# Camp Kitchen



## Jonesycampgirl

I have Rubbermaid bins (2), that I loved using when I had a pop up camper. For car and tent camping, I can't pack those up so easily into my car with other tent camping gear needed. I thought about condensing and leaving some stuff I might not need behind, but then I'd probably would regret it. Anyway, prior to the bins I have, I used a large duffle, with lots of pockets to separate and organize stuff. I re packed it and hoping it works as well as I'm thinking it should. It definitely should pack up better in my car, I'm thinking. I'm still torn though, two bins will take up more room than the one large duffle bag.

Does anyone else use duffle bags or even a suitcase? Or do you all prefer totes?


----------



## Babstreefern

Must admit, when tent camping, we used totes, in fact, have always used totes, except when flying, then I use suitcases. They can squash down whereas suitcases are rigid


----------



## rsm19699

We consolidated some stuff into a plastic 3 drawer unit (Steralyte), Most of it is kitchen stuff, but also bug spray, flashlights, rope, etc. Works great, goes right on the picnic table! Can also face it outwards at one of the doors.


----------



## Jonesycampgirl

I like the drawer idea! One of the things I like about my Rubermade tote is that it has the door on the side, it also worked nice on the table top.
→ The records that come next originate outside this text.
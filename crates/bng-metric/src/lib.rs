//! # bng-metric: Metric Workbook Importer
//!
//! Reduces a DEFRA biodiversity-metric workbook to residual off-site demand:
//! trading-rule-aware on-site offsets, headline net-gain reconciliation, and
//! bespoke-compensation surfacing for Very High watercourse losses.
//!
//! The workbook arrives as JSON (see [`workbook`]) - three raw cell-grid
//! sheets plus a headline block. Header rows are located heuristically, so
//! layout drift between metric versions does not break the import.
//!
//! ## Example
//!
//! ```ignore
//! use bng_metric::{parse_metric, MetricOptions};
//!
//! let result = parse_metric(&workbook_bytes, &MetricOptions::default(), &reference)?;
//! let demand = result.to_demand_rows();
//! let quote = bng_engine::solve(&demand, &context, &reference)?;
//! ```

pub mod error;
pub mod parser;
pub mod workbook;

pub use error::MetricParseError;
pub use parser::{
    parse_metric, parse_workbook, BespokeItem, DeficitRow, MetricOptions, MetricResult,
};
pub use workbook::{Cell, Headline, MetricWorkbook, Sheet};
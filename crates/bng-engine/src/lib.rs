//! # bng-engine: BNG Allocation Solver
//!
//! Computes the cheapest legally admissible assignment of habitat-bank
//! supply to a development site's residual off-site demand, subject to
//! trading rules, spatial multipliers, contract-size pricing, and a hard cap
//! of two distinct banks per quote.
//!
//! ## Pipeline
//!
//! | Stage | Module | Responsibility |
//! |-------|--------|----------------|
//! | Classify | [`geography`] | Bank tier (local / adjacent / far) from LPA/NCA membership |
//! | Enumerate | [`options`] | Candidate (demand, bank, supply, tier, price) options, paired blends included |
//! | Allocate | [`allocator`] | MIP with deterministic tie-breaks; greedy fallback; shared verification |
//! | Discount | [`suo`] | Surplus uplift offset on the finished quote |
//!
//! The public entry point is [`solve()`]; see [`SolveContext`] for the knobs.
//!
//! ## Solver backends
//!
//! The MIP runs on HiGHS through `good_lp` (feature `solver-highs`, on by
//! default). Without it the deterministic greedy allocator stands alone,
//! which keeps results correct but not always optimal.
//!
//! ## Example
//!
//! ```ignore
//! use bng_core::types::{ContractSize, DemandRow, UmbrellaType};
//! use bng_engine::{solve, SolveContext};
//!
//! let demand = vec![DemandRow::habitat("Lowland meadows", 1.5, UmbrellaType::Area)];
//! let context = SolveContext {
//!     target_lpa: "York".into(),
//!     target_nca: "Vale of York".into(),
//!     contract_size: ContractSize::Small,
//!     ..example_context()
//! };
//! let result = solve(&demand, &context, &reference_tables)?;
//! println!("total: £{:.2}", result.total_cost);
//! ```

pub mod allocator;
pub mod error;
pub mod geography;
pub mod options;
pub mod solve;
pub mod suo;
pub mod test_fixtures;

pub use allocator::check::{verify_assignment, Violation, COST_EPSILON, DEMAND_EPSILON};
pub use allocator::report::{AllocationPartRow, AllocationRow, SiteHabTotal};
pub use allocator::{MAX_BANKS, MIN_UNIT_DELIVERY};
pub use error::{OptionRejection, RejectedSupply, Shortfall, SolveError};
pub use geography::GeographyContext;
pub use options::{
    build_options, lookup_contract_size, paired_blend, CandidateOption, OptionKind, PairPart,
};
pub use solve::{solve, SolveContext, SolveResult, SolverOptions, SuoConfig};
pub use suo::{compute_suo, SuoBreakdown, DEFAULT_MAX_SUO, SUO_HEADROOM};
//! Metric-import error taxonomy.

use thiserror::Error;

use bng_core::ConfigError;

/// Failures while reducing a metric workbook.
#[derive(Error, Debug)]
pub enum MetricParseError {
    /// The structural heuristics could not find a header row.
    #[error("could not locate a header row in the {sheet} sheet")]
    HeaderNotFound { sheet: String },

    /// A distinctiveness value did not parse as a known tier.
    #[error("unknown distinctiveness '{value}' at row {row} of the {sheet} sheet")]
    UnknownDistinctiveness { sheet: String, row: usize, value: String },

    /// A habitat named in the workbook is absent from the catalogue.
    #[error("habitat '{habitat}' on the {sheet} sheet is not in the catalogue")]
    UnknownHabitat { sheet: String, habitat: String },

    /// The workbook bytes did not deserialize, or required pieces were
    /// missing.
    #[error("malformed metric workbook: {detail}")]
    Malformed { detail: String },

    /// The reference tables backing the parse were invalid.
    #[error(transparent)]
    InvalidReference(#[from] ConfigError),
}

#[cfg(test)]
mod tests {
    use super::*;

    #[test]
    fn messages_name_the_sheet() {
        let err = MetricParseError::HeaderNotFound { sheet: "hedgerow".into() };
        assert!(err.to_string().contains("hedgerow"));

        let err = MetricParseError::UnknownDistinctiveness {
            sheet: "area".into(),
            row: 7,
            value: "Middling".into(),
        };
        let msg = err.to_string();
        assert!(msg.contains("Middling"));
        assert!(msg.contains("row 7"));
    }
}
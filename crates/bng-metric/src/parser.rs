//! Metric reduction: workbook to residual off-site demand.
//!
//! Per umbrella sheet:
//!
//! 1. Locate the header row heuristically (hedgerow/watercourse sheets may
//!    lack a group column; spellings vary between metric versions).
//! 2. Read each habitat row's project-wide change, taking distinctiveness
//!    from an explicit column when present, otherwise from the section
//!    banding rows.
//! 3. Split surpluses from deficits, then burn surpluses against deficits
//!    high-distinctiveness-first under the trading rules.
//! 4. Reconcile the headline net-gain requirement against what surplus
//!    remains.
//!
//! Very High watercourse deficits can never be traded; they are surfaced as
//! bespoke-compensation items, not dropped.

use std::collections::BTreeMap;

use tracing::debug;

use bng_core::diagnostics::Diagnostics;
use bng_core::tables::{ReferenceTables, TableIndex};
use bng_core::trading::{supply_can_offset, DemandSpec};
use bng_core::types::{DemandRow, Distinctiveness, UmbrellaType};

use crate::error::MetricParseError;
use crate::workbook::{Cell, MetricWorkbook, Sheet};

/// Parser options supplied by the caller.
#[derive(Debug, Clone, Default)]
pub struct MetricOptions {
    /// Overrides the workbook's headline percentage when set.
    pub target_net_gain_pct: Option<f64>,
}

/// A residual deficit for one habitat.
#[derive(Debug, Clone, PartialEq, serde::Serialize)]
pub struct DeficitRow {
    pub habitat_name: String,
    pub units: f64,
    pub umbrella: UmbrellaType,
}

/// A Very High watercourse loss needing bespoke compensation.
#[derive(Debug, Clone, PartialEq, serde::Serialize)]
pub struct BespokeItem {
    pub habitat_name: String,
    pub units: f64,
}

/// The reduced metric: residual off-site demand plus headline reconciliation.
#[derive(Debug, Clone, serde::Serialize)]
pub struct MetricResult {
    pub area_deficits: Vec<DeficitRow>,
    pub hedgerow_deficits: Vec<DeficitRow>,
    pub watercourse_deficits: Vec<DeficitRow>,
    /// Surplus units left after on-site offsets and headline application.
    pub onsite_surpluses: BTreeMap<String, f64>,
    pub target_net_gain_pct: f64,
    /// `baseline * target_pct`.
    pub headline_required: f64,
    pub headline_applied: f64,
    pub headline_residual: f64,
    pub bespoke_required_items: Vec<BespokeItem>,
    pub diagnostics: Diagnostics,
}

impl MetricResult {
    /// The demand rows to hand to the allocation solver.
    pub fn to_demand_rows(&self) -> Vec<DemandRow> {
        let mut rows = Vec::new();
        for deficit in self
            .area_deficits
            .iter()
            .chain(&self.hedgerow_deficits)
            .chain(&self.watercourse_deficits)
        {
            rows.push(DemandRow::habitat(
                deficit.habitat_name.clone(),
                deficit.units,
                deficit.umbrella,
            ));
        }
        if self.headline_residual > 1e-9 {
            rows.push(DemandRow::net_gain(
                self.target_net_gain_pct,
                self.headline_residual,
                UmbrellaType::Area,
            ));
        }
        rows
    }

    /// Total units still needing off-site mitigation.
    pub fn total_offsite_units(&self) -> f64 {
        self.to_demand_rows().iter().map(|d| d.units_required).sum()
    }
}

/// Parse a JSON-encoded metric workbook.
pub fn parse_metric(
    workbook_bytes: &[u8],
    options: &MetricOptions,
    reference: &ReferenceTables,
) -> Result<MetricResult, MetricParseError> {
    let workbook: MetricWorkbook = serde_json::from_slice(workbook_bytes)
        .map_err(|e| MetricParseError::Malformed { detail: e.to_string() })?;
    parse_workbook(&workbook, options, reference)
}

/// Parse an already-deserialized workbook.
pub fn parse_workbook(
    workbook: &MetricWorkbook,
    options: &MetricOptions,
    reference: &ReferenceTables,
) -> Result<MetricResult, MetricParseError> {
    let index = reference.index()?;
    let mut diagnostics = Diagnostics::new();

    let target_pct = options
        .target_net_gain_pct
        .or(workbook.headline.target_net_gain_pct)
        .ok_or_else(|| MetricParseError::Malformed {
            detail: "no target net-gain percentage in options or headline".to_string(),
        })?;

    let mut surpluses: BTreeMap<String, f64> = BTreeMap::new();
    let mut deficits_by_umbrella: BTreeMap<&str, Vec<(String, f64)>> = BTreeMap::new();
    let mut bespoke = Vec::new();

    let sheets = [
        ("area", &workbook.area, UmbrellaType::Area),
        ("hedgerow", &workbook.hedgerow, UmbrellaType::Hedgerow),
        ("watercourse", &workbook.watercourse, UmbrellaType::Watercourse),
    ];

    for (sheet_name, sheet, umbrella) in sheets {
        let parsed = read_sheet(sheet_name, sheet, umbrella, &index, &mut diagnostics)?;
        for entry in parsed {
            if entry.change > 0.0 {
                *surpluses.entry(entry.habitat_name).or_insert(0.0) += entry.change;
            } else if entry.change < 0.0 {
                let units = -entry.change;
                let info = index
                    .habitat(&entry.habitat_name)
                    .expect("checked during sheet read");
                if umbrella == UmbrellaType::Watercourse
                    && info.distinctiveness == Distinctiveness::VeryHigh
                {
                    bespoke.push(BespokeItem { habitat_name: entry.habitat_name, units });
                } else {
                    deficits_by_umbrella
                        .entry(sheet_name)
                        .or_default()
                        .push((entry.habitat_name, units));
                }
            }
        }
    }

    // On-site offsets: deficits high-distinctiveness-first eat the surpluses
    // that pass the trading rules.
    let mut residuals: BTreeMap<&str, Vec<DeficitRow>> = BTreeMap::new();
    for (sheet_name, _, umbrella) in sheets {
        let mut deficits = deficits_by_umbrella.remove(sheet_name).unwrap_or_default();
        deficits.sort_by(|a, b| {
            let da = index.habitat(&a.0).expect("catalogued").distinctiveness;
            let db = index.habitat(&b.0).expect("catalogued").distinctiveness;
            db.cmp(&da).then_with(|| a.0.cmp(&b.0))
        });

        let mut residual_rows = Vec::new();
        for (habitat_name, mut units) in deficits {
            let info = index.habitat(&habitat_name).expect("catalogued");
            let spec = DemandSpec::Habitat(info);
            apply_surpluses(&spec, &mut units, &mut surpluses, &index);
            if units > 1e-9 {
                residual_rows.push(DeficitRow { habitat_name, units, umbrella });
            }
        }
        residuals.insert(sheet_name, residual_rows);
    }

    // Headline reconciliation: remaining surpluses at Low distinctiveness or
    // better feed the net-gain requirement (area umbrella).
    let headline_required = workbook.headline.baseline_units * target_pct / 100.0;
    let mut headline_remaining = headline_required;
    let net_gain_spec = DemandSpec::NetGain { umbrella: UmbrellaType::Area };
    apply_surpluses(&net_gain_spec, &mut headline_remaining, &mut surpluses, &index);
    let headline_applied = headline_required - headline_remaining;

    surpluses.retain(|_, units| *units > 1e-9);

    debug!(
        headline_required,
        headline_residual = headline_remaining,
        bespoke = bespoke.len(),
        "metric reduced"
    );

    Ok(MetricResult {
        area_deficits: residuals.remove("area").unwrap_or_default(),
        hedgerow_deficits: residuals.remove("hedgerow").unwrap_or_default(),
        watercourse_deficits: residuals.remove("watercourse").unwrap_or_default(),
        onsite_surpluses: surpluses,
        target_net_gain_pct: target_pct,
        headline_required,
        headline_applied,
        headline_residual: headline_remaining,
        bespoke_required_items: bespoke,
        diagnostics,
    })
}

/// Burn matching surpluses against one requirement, lowest distinctiveness
/// first so strong surpluses survive for later demands.
fn apply_surpluses(
    spec: &DemandSpec<'_>,
    remaining: &mut f64,
    surpluses: &mut BTreeMap<String, f64>,
    index: &TableIndex<'_>,
) {
    let mut candidates: Vec<String> = surpluses
        .iter()
        .filter(|(_, units)| **units > 1e-9)
        .map(|(name, _)| name.clone())
        .collect();
    candidates.sort_by(|a, b| {
        let da = index.habitat(a).map(|h| h.distinctiveness);
        let db = index.habitat(b).map(|h| h.distinctiveness);
        da.cmp(&db).then_with(|| a.cmp(b))
    });

    for name in candidates {
        if *remaining <= 1e-9 {
            break;
        }
        let info = match index.habitat(&name) {
            Some(info) => info,
            None => continue,
        };
        if supply_can_offset(spec, info, index).is_err() {
            continue;
        }
        let available = surpluses.get_mut(&name).expect("candidate came from the map");
        let used = remaining.min(*available);
        *available -= used;
        *remaining -= used;
    }
}

struct SheetEntry {
    habitat_name: String,
    change: f64,
}

struct ColumnMap {
    habitat: usize,
    distinctiveness: Option<usize>,
    project: usize,
}

/// How many leading rows to scan for a header.
const HEADER_SCAN_LIMIT: usize = 30;

fn fold(text: &str) -> String {
    text.chars()
        .map(|c| if c.is_ascii_alphanumeric() { c.to_ascii_lowercase() } else { ' ' })
        .collect::<String>()
        .split_whitespace()
        .collect::<Vec<_>>()
        .join(" ")
}

/// Locate the header row and resolve column positions.
fn locate_header(sheet_name: &str, sheet: &Sheet) -> Result<(usize, ColumnMap), MetricParseError> {
    for (row_idx, row) in sheet.rows.iter().take(HEADER_SCAN_LIMIT).enumerate() {
        let mut habitat = None;
        let mut distinctiveness = None;
        let mut project = None;

        for (col_idx, cell) in row.iter().enumerate() {
            let Some(text) = cell.as_text() else { continue };
            let folded = fold(text);
            if folded.contains("habitat") && !folded.contains("group") && habitat.is_none() {
                habitat = Some(col_idx);
            } else if folded.contains("distinct") && distinctiveness.is_none() {
                distinctiveness = Some(col_idx);
            } else if (folded.contains("project wide") || folded.contains("total change"))
                && project.is_none()
            {
                project = Some(col_idx);
            }
        }

        // A header needs both the habitat column and the project-wide change
        // column; banding rows never carry the latter.
        if let (Some(habitat), Some(project)) = (habitat, project) {
            return Ok((row_idx, ColumnMap { habitat, distinctiveness, project }));
        }
    }
    Err(MetricParseError::HeaderNotFound { sheet: sheet_name.to_string() })
}

/// A banding row announces the distinctiveness of the section below it.
fn banding_distinctiveness(row: &[Cell]) -> Option<Distinctiveness> {
    let mut texts = row.iter().filter_map(|c| c.as_text());
    let first = texts.next()?;
    if texts.next().is_some() {
        return None; // data rows carry more than one text cell
    }
    let folded = fold(first);
    for (pattern, dist) in [
        ("very high", Distinctiveness::VeryHigh),
        ("very low", Distinctiveness::VeryLow),
        ("high", Distinctiveness::High),
        ("medium", Distinctiveness::Medium),
        ("low", Distinctiveness::Low),
    ] {
        if folded == pattern || folded == format!("{pattern} distinctiveness") {
            return Some(dist);
        }
    }
    None
}

fn read_sheet(
    sheet_name: &str,
    sheet: &Sheet,
    umbrella: UmbrellaType,
    index: &TableIndex<'_>,
    diagnostics: &mut Diagnostics,
) -> Result<Vec<SheetEntry>, MetricParseError> {
    if sheet.rows.is_empty() {
        return Ok(Vec::new());
    }
    let (header_row, columns) = locate_header(sheet_name, sheet)?;

    let mut entries = Vec::new();
    let mut section_band: Option<Distinctiveness> = None;

    for (row_idx, row) in sheet.rows.iter().enumerate().skip(header_row + 1) {
        if let Some(band) = banding_distinctiveness(row) {
            section_band = Some(band);
            continue;
        }

        let Some(habitat_text) = row.get(columns.habitat).and_then(Cell::as_text) else {
            continue;
        };

        let change = match row.get(columns.project).and_then(Cell::as_number) {
            Some(v) => v,
            None => {
                diagnostics.add_warning_with_entity(
                    "metric",
                    format!("row {row_idx} of the {sheet_name} sheet has no project-wide change"),
                    habitat_text.to_string(),
                );
                continue;
            }
        };
        if change == 0.0 {
            continue;
        }

        let info = index.habitat(habitat_text).ok_or_else(|| {
            MetricParseError::UnknownHabitat {
                sheet: sheet_name.to_string(),
                habitat: habitat_text.to_string(),
            }
        })?;
        if info.umbrella != umbrella {
            diagnostics.add_warning_with_entity(
                "metric",
                format!("habitat listed on the {sheet_name} sheet belongs to '{}'", info.umbrella),
                habitat_text.to_string(),
            );
            continue;
        }

        // Distinctiveness: explicit column preferred, else the section band.
        let stated = match columns.distinctiveness {
            Some(col) => match row.get(col).and_then(Cell::as_text) {
                Some(text) => Some(Distinctiveness::parse(text).ok_or_else(|| {
                    MetricParseError::UnknownDistinctiveness {
                        sheet: sheet_name.to_string(),
                        row: row_idx,
                        value: text.to_string(),
                    }
                })?),
                None => section_band,
            },
            None => section_band,
        };
        if let Some(stated) = stated {
            if stated != info.distinctiveness {
                diagnostics.add_warning_with_entity(
                    "metric",
                    format!(
                        "sheet says {stated} but the catalogue says {}; using the catalogue",
                        info.distinctiveness
                    ),
                    habitat_text.to_string(),
                );
            }
        }

        entries.push(SheetEntry {
            habitat_name: info.habitat_name.clone(),
            change,
        });
    }

    Ok(entries)
}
I used to have a shelf in it, the kind you use in kitchen cabinets. I took it out to use elsewhere, but really should get another. But either way, in my Juke, it might be too cramped to hold something so large and boxy, in addition to the ice chest. If I had a camper, I'd be using that tote for sure, and would totally consider those drawers you're talking about, sounds like a great organizer!


----------



## rsm19699

We have a Subaru Forester, which fortunately fits everything for us. I don't think I could fit all of our stuff in a Juke... Good for you to find a way! (when I went car shopping, I specifically made sure we had enough cargo room for all of our camp stuff! Had been driving a 2006 Tuscon)


----------



## Babstreefern

How about these. https://www.amazon.co.uk/Keywords-3-selected/s?ie=UTF8&field-brandtextbin=Squeeze-eezy&page=1&rh=i%3Aaps%2Ck%3AB01J1NJ3Y0%7CB071GX2MH8%7CB071KHRJ9L%2Cssx%3Arelevance&store_ref=SPONSORED_SEARCH_AC33743U65UPXB&store_ref=SPONSORED_SEARCH_AC33743U65UPXB&pf_rd_m=A3P5ROKL5A1OLE&pf_rd_p=5525970907818403459&pf_rd_s=desktop-sx-top-slot&pf_rd_t=301&pf_rd_i=plastic+bags+for+clothes+storage&hsa_cr_id=7815059950702&lp_slot=auto-sparkle-hsa-tetris&lp_asins=B01J1NJ3Y0&lp_mat_key=plastic%20bags&lp_query=plastic%20bags%20for%20clothes%20storage


Its on Amazon. Although its in pound sterling (£), you will probably also see it on Amazon in $. Good idea for space saving


----------



## MacGyver

They cost an arm and a leg, but I'm sold on Pelican Storm cases for camping. They're super durable and waterproof and they come in enough sizes that you can find a size that just fits your needs. All the kitchen stuff in one, all the tools in another, etc. I keep looking for deals on eBay and other sites so I'll eventually have all the medium to large sizes. That way, whatever the trip dictates that I need, I'll have a box to fit my stuff.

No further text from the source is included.